Frank Bernheisel: The View From Here
Frank Bernheisel
Frank Bernheisel
Posted 10.2.17
Just Outside Washington


Raindrops keep falling on my head

The U.S. was just hit by two HUGE hurricanes. Minimizing the damage done by these storms depends on knowing where and when they are going to hit; that is weather forecasting. The Washington Post reported that the Gulfstream jet that collects high altitude data by flying through hurricanes aborted its flight through Maria. This plane belongs to the National Oceanographic and Atmospheric Administration (NOAA); home to the National Weather Service (NWS) and the National Hurricane Center.

The Gulfstream had a gasket failure at its cabin door causing a loss in pressure; this was a repeat of the problem the plane had in Hurricane Jose on September 17. But wait, we are not done yet; last Sunday, the plane would not start; ignition failure. Clearly there is a maintenance issue here and usually maintenance is one of the first things cut when budgets are tight.
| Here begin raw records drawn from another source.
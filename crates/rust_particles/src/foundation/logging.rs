//! Logging utilities and structured logging support

pub use log::{debug, error, info, trace, warn};

/// Initialize the logging system
///
/// Honors `RUST_LOG`; defaults to `info` when unset.
pub fn init() {
    env_logger::Builder::from_env(env_logger::Env::default().default_filter_or("info")).init();
}

/// Initialize logging for tests, ignoring repeated initialization
pub fn init_for_tests() {
    let _ = env_logger::builder().is_test(true).try_init();
}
NOAA's budget is being cut by 18 percent in 2018; and its Office of Oceanic and Atmospheric Research would lose $126 million, or 26 percent. Its satellite data division would lose $513 million, or 22 percent.

Rick Spinrad, a former chief scientist for NOAA, said that weather warnings for tornadoes and hurricanes could be compromised and that navigational capacity used to help guide commercial ships and other mariners would suffer, leaving them without the "improved forecasts they need to safely maneuver coastal waters." It could become harder to warn of tsunamis and forecast weather that will cause power outages. The table below displays the proposed budgetary changes to the NWS's operations, research and facilities program, and its procurement, acquisition, and construction activities.

(NOAA "blue book" for the Fiscal Year 2018 budget)

In a statement on the Government Executive news website, the agency said it's not considering or proposing cutting staff or closing offices.

However, this morning's Washington Post also reported that the National Weather Service has 216 vacancies that it could not fill because of President Trump's hiring freeze. Six of these unfilled positions are in Florida. This is in addition to the decline in the staffing level authorized; 3,800 in 2010 to 3,400 in 2016 to 3,368 in 2017. Further, no NOAA Administrator has been appointed by the Trump Administration; ten of the 22 NOAA headquarters management positions are filled by acting personnel.

Is it any wonder that NOAA cannot deploy a Gulfstream aircraft to take high altitude measurements during Hurricane Maria? And, by the way, there is no back-up to the Gulfstream at NOAA.